En Las Brechas, Santa Cruz – Bolivia, dos cultivos de maní fueron sembrados en la misma fecha y bajo las mismas condiciones agroclimáticas. Sin embargo, al momento de la evaluación, uno de ellos mostraba una diferencia visible: mayor volumen de producción, más vainas por planta y un desarrollo más uniforme.
La diferencia no estuvo en la semilla. Estuvo en el manejo biológico del suelo.
Un ensayo enfocado en productividad y microbiología funcional
En el lote del productor Juan Petters se implementó un protocolo agronómico especializado basado en biofertilizantes formulados y consorcios microbianos benéficos nativos desarrollados por ERA VERDE.
El objetivo fue optimizar:
La eficiencia nutricional del cultivo
La actividad biológica del suelo
El desarrollo fisiológico del maní
El rendimiento productivo del sistema agrícola
Como referencia comparativa, se evaluó un cultivo vecino manejado bajo fertilización convencional, sin incorporación de microbiología ni estrategias de nutrición biológica.
El verdadero cambio ocurrió en la rizósfera
El manejo implementado se basó en un enfoque de fertilización biológica especializada, donde cada aplicación fue diseñada de acuerdo con las necesidades fisiológicas del cultivo y las condiciones del suelo.
Durante el ciclo del cultivo se realizaron aplicaciones estratégicas de:
Agroactivo Plus
Biofertilizantes formulados específicamente para el cultivo de maní
Las formulaciones incorporaron nutrientes quelatados biológicamente mediante microorganismos benéficos nativos de la zona, permitiendo mejorar la estabilidad, disponibilidad y absorción de nutrientes por parte de la planta.
¿Qué significa nutrición biológica estabilizada?
A diferencia de los esquemas convencionales, este sistema trabaja integrando nutrición mineral y microbiología funcional del suelo.
Los nutrientes presentes en los biofertilizantes son estabilizados mediante metabolitos producidos por microorganismos benéficos, formando complejos más disponibles para la planta y reduciendo pérdidas por fijación o lixiviación.
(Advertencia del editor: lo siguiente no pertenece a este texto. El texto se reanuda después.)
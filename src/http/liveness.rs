use std::io;
use std::pin::Pin;
use std::sync::atomic::{AtomicBool, Ordering};
use std::sync::Arc;
use std::task::{Context, Poll};

use pin_project::pin_project;
use tokio::io::{AsyncRead, AsyncWrite, ReadBuf};

/// Whether an inbound connection is still usable.
#[derive(Debug, Clone, Default)]
pub struct Liveness(Arc<AtomicBool>);

impl Liveness {
    pub fn new() -> Self {
        Self::default()
    }

    pub fn is_closed(&self) -> bool {
        self.0.load(Ordering::Acquire)
    }

    pub fn mark_closed(&self) {
        self.0.store(true, Ordering::Release);
    }
}

struct CloseOnDrop(Liveness);

impl Drop for CloseOnDrop {
    fn drop(&mut self) {
        self.0.mark_closed();
    }
}

/// IO wrapper flagging its [`Liveness`] closed on EOF, on any IO error, on shutdown and on drop.
#[pin_project]
pub struct TrackedIo<IO> {
    #[pin]
    inner: IO,
    guard: CloseOnDrop,
}

impl<IO> TrackedIo<IO> {
    pub fn new(inner: IO) -> (Self, Liveness) {
        let liveness = Liveness::new();
        let io = Self {
            inner,
            guard: CloseOnDrop(liveness.clone()),
        };
        (io, liveness)
    }

    pub fn get_ref(&self) -> &IO {
        &self.inner
    }
}

fn track<T>(liveness: &Liveness, poll: Poll<io::Result<T>>) -> Poll<io::Result<T>> {
    if let Poll::Ready(Err(_)) = poll {
        liveness.mark_closed();
    }
    poll
}

impl<IO: AsyncRead> AsyncRead for TrackedIo<IO> {
    fn poll_read(self: Pin<&mut Self>, cx: &mut Context<'_>, buf: &mut ReadBuf<'_>) -> Poll<io::Result<()>> {
        let this = self.project();
        let before = buf.filled().len();
        let wanted = buf.remaining() > 0;

        let poll = this.inner.poll_read(cx, buf);
        if let Poll::Ready(Ok(())) = poll {
            if wanted && buf.filled().len() == before {
                this.guard.0.mark_closed();
            }
        }
        track(&this.guard.0, poll)
    }
}

impl<IO: AsyncWrite> AsyncWrite for TrackedIo<IO> {
    fn poll_write(self: Pin<&mut Self>, cx: &mut Context<'_>, buf: &[u8]) -> Poll<io::Result<usize>> {
        let this = self.project();
        track(&this.guard.0, this.inner.poll_write(cx, buf))
    }

    fn poll_flush(self: Pin<&mut Self>, cx: &mut Context<'_>) -> Poll<io::Result<()>> {
        let this = self.project();
        track(&this.guard.0, this.inner.poll_flush(cx))
    }

    fn poll_shutdown(self: Pin<&mut Self>, cx: &mut Context<'_>) -> Poll<io::Result<()>> {
        let this = self.project();
        let poll = this.inner.poll_shutdown(cx);
        if poll.is_ready() {
            this.guard.0.mark_closed();
        }
        poll
    }

    fn poll_write_vectored(
        self: Pin<&mut Self>,
        cx: &mut Context<'_>,
        bufs: &[io::IoSlice<'_>],
    ) -> Poll<io::Result<usize>> {
        let this = self.project();
        track(&this.guard.0, this.inner.poll_write_vectored(cx, bufs))
    }

    fn is_write_vectored(&self) -> bool {
        self.inner.is_write_vectored()
    }
}

#[cfg(test)]
mod tests {
    use super::*;
    use tokio::io::{AsyncReadExt, AsyncWriteExt};

    #[tokio::test]
    async fn test_eof_marks_closed() {
        let (client, server) = tokio::io::duplex(64);
        let (mut tracked, liveness) = TrackedIo::new(server);

        let mut client = client;
        client.write_all(b"ping").await.unwrap();
        let mut buf = [0u8; 4];
        tracked.read_exact(&mut buf).await.unwrap();
        assert!(!liveness.is_closed());

        drop(client);
        assert_eq!(tracked.read(&mut buf).await.unwrap(), 0);
        assert!(liveness.is_closed());
    }

    #[tokio::test]
    async fn test_drop_marks_closed() {
        let (_client, server) = tokio::io::duplex(64);
        let (tracked, liveness) = TrackedIo::new(server);
        assert!(!liveness.is_closed());
        drop(tracked);
        assert!(liveness.is_closed());
    }
}
use std::fmt;
use std::future::Future;
use std::sync::Arc;

use async_trait::async_trait;
use bytes::Bytes;
use futures_util::future::BoxFuture;

use crate::http::context::{RequestContext, RequestSnapshot, ResponseContext};
use crate::http::websocket::{Direction, Payload};
use crate::stream::collect::{collect_fn, CollectFn};
use crate::stream::io::ByteSource;

/// What to do with a request once the request hook has looked at it.
pub enum RequestAction {
    Pass,
    /// Abort. A response written through the context is still sent.
    Block,
    /// Drop the inbound body and send this one instead.
    Replace(ByteSource),
    /// Buffer the inbound body and send whatever the function makes of it.
    Collect(CollectFn),
}

impl RequestAction {
    pub fn replace(body: impl Into<ByteSource>) -> Self {
        RequestAction::Replace(body.into())
    }

    pub fn collect<F, Fut, T>(f: F) -> Self
    where
        F: FnOnce(Bytes) -> Fut + Send + 'static,
        Fut: Future<Output = anyhow::Result<T>> + Send + 'static,
        T: Into<Bytes>,
    {
        RequestAction::Collect(collect_fn(f))
    }
}

impl fmt::Debug for RequestAction {
    fn fmt(&self, f: &mut fmt::Formatter<'_>) -> fmt::Result {
        match self {
            RequestAction::Pass => f.write_str("Pass"),
            RequestAction::Block => f.write_str("Block"),
            RequestAction::Replace(source) => f.debug_tuple("Replace").field(source).finish(),
            RequestAction::Collect(_) => f.write_str("Collect(..)"),
        }
    }
}

pub enum ResponseAction {
    Pass,
    Replace(ByteSource),
    /// Receives the decoded body: gzip, deflate and br are undone first.
    Collect(CollectFn),
}

impl ResponseAction {
    pub fn replace(body: impl Into<ByteSource>) -> Self {
        ResponseAction::Replace(body.into())
    }

    pub fn collect<F, Fut, T>(f: F) -> Self
    where
        F: FnOnce(Bytes) -> Fut + Send + 'static,
        Fut: Future<Output = anyhow::Result<T>> + Send + 'static,
        T: Into<Bytes>,
    {
        ResponseAction::Collect(collect_fn(f))
    }
}

impl fmt::Debug for ResponseAction {
    fn fmt(&self, f: &mut fmt::Formatter<'_>) -> fmt::Result {
        match self {
            ResponseAction::Pass => f.write_str("Pass"),
            ResponseAction::Replace(source) => f.debug_tuple("Replace").field(source).finish(),
            ResponseAction::Collect(_) => f.write_str("Collect(..)"),
        }
    }
}

#[async_trait]
pub trait RequestHook: Send + Sync {
    async fn on_request(&self, ctx: &mut RequestContext) -> anyhow::Result<RequestAction>;
}

#[async_trait]
impl<F> RequestHook for F
where
    F: for<'a> Fn(&'a mut RequestContext) -> BoxFuture<'a, anyhow::Result<RequestAction>>
        + Send
        + Sync,
{
    async fn on_request(&self, ctx: &mut RequestContext) -> anyhow::Result<RequestAction> {
        self(ctx).await
    }
}

#[async_trait]
pub trait ResponseHook: Send + Sync {
    async fn on_response(&self, ctx: &mut ResponseContext) -> anyhow::Result<ResponseAction>;
}

#[async_trait]
impl<F> ResponseHook for F
where
    F: for<'a> Fn(&'a mut ResponseContext) -> BoxFuture<'a, anyhow::Result<ResponseAction>>
        + Send
        + Sync,
{
    async fn on_response(&self, ctx: &mut ResponseContext) -> anyhow::Result<ResponseAction> {
        self(ctx).await
    }
}

/// `Ok(Some(_))` replaces the message, `Ok(None)` forwards it untouched, an error drops it.
#[async_trait]
pub trait WebSocketHook: Send + Sync {
    async fn on_message(
        &self,
        request: &RequestSnapshot,
        direction: Direction,
        payload: &Payload,
    ) -> anyhow::Result<Option<Payload>>;
}

#[async_trait]
impl<F> WebSocketHook for F
where
    F: for<'a> Fn(&'a RequestSnapshot, Direction, &'a Payload) -> BoxFuture<'a, anyhow::Result<Option<Payload>>>
        + Send
        + Sync,
{
    async fn on_message(
        &self,
        request: &RequestSnapshot,
        direction: Direction,
        payload: &Payload,
    ) -> anyhow::Result<Option<Payload>> {
        self(request, direction, payload).await
    }
}

// Closures need the bound spelled out at the call site for their lifetimes to be inferred.

pub fn request_hook<F>(f: F) -> Arc<dyn RequestHook>
where
    F: for<'a> Fn(&'a mut RequestContext) -> BoxFuture<'a, anyhow::Result<RequestAction>>
        + Send
        + Sync
        + 'static,
{
    Arc::new(f)
}

pub fn response_hook<F>(f: F) -> Arc<dyn ResponseHook>
where
    F: for<'a> Fn(&'a mut ResponseContext) -> BoxFuture<'a, anyhow::Result<ResponseAction>>
        + Send
        + Sync
        + 'static,
{
    Arc::new(f)
}

pub fn websocket_hook<F>(f: F) -> Arc<dyn WebSocketHook>
where
    F: for<'a> Fn(&'a RequestSnapshot, Direction, &'a Payload) -> BoxFuture<'a, anyhow::Result<Option<Payload>>>
        + Send
        + Sync
        + 'static,
{
    Arc::new(f)
}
Además, Agroactivo Plus ayudó a activar procesos biológicos clave como:
Solubilización de fósforo y micronutrientes
Mineralización de materia orgánica
Estimulación hormonal del crecimiento radicular
Incremento de actividad metabólica en la rizósfera
Mejora de la estructura biológica del suelo
Microorganismos nativos: una ventaja adaptada al campo
Uno de los aspectos más importantes del manejo fue el uso de microorganismos nativos adaptados a las condiciones agroecológicas de Santa Cruz.
Esto permitió:
Mayor capacidad de supervivencia
Mejor colonización radicular
Mayor eficiencia metabólica dentro del sistema productivo
La combinación entre microbiología funcional y nutrición especializada generó un ambiente radicular más activo y eficiente para el cultivo de maní.
Lo que comenzó a verse en campo
Durante la evaluación agronómica se observaron diferencias claras entre ambos sistemas de manejo.
El cultivo manejado con el protocolo biológico presentó:
Mayor vigor vegetativo
Mejor desarrollo radicular
Mayor número de vainas por planta
Mejor llenado de vainas
Mayor volumen de producción visible
En contraste, el sistema convencional mostró menor desarrollo de biomasa y menor formación de vainas.
Donde realmente se vio la diferencia: el llenado del grano
Uno de los resultados más importantes observados durante el ensayo fue el desarrollo interno de las vainas.
En las vainas provenientes del sistema convencional se observó:
Menor desarrollo de granos
Llenado incompleto
Menor volumen interno
Mientras que en el sistema manejado con nutrición biológica formulada y Agroactivo Plus se observaron:
Granos con desarrollo completo
Mayor volumen
Llenado uniforme
Más que fertilizar: activar procesos biológicos
En cultivos como el maní, donde el rendimiento depende directamente del desarrollo radicular, la disponibilidad nutricional y la actividad biológica del suelo, trabajar únicamente desde la fertilización convencional muchas veces no es suficiente.
El ensayo realizado en Las Brechas mostró cómo la integración entre nutrición biológica especializada y microbiología funcional puede mejorar procesos fisiológicos clave relacionados con productividad y formación de vainas.
Agricultura más eficiente desde la biología del suelo
El manejo implementado por ERA VERDE en el cultivo de Juan Petters demuestra que los sistemas agrícolas que integran microbiología funcional, nutrientes biológicamente estabilizados y estrategias de nutrición especializada pueden generar ventajas agronómicas importantes frente a esquemas convencionales.
Más allá del rendimiento, este enfoque representa una forma de producir orientada a fortalecer la salud del suelo, mejorar la eficiencia productiva y construir sistemas agrícolas más sostenibles y resilientes para el futuro.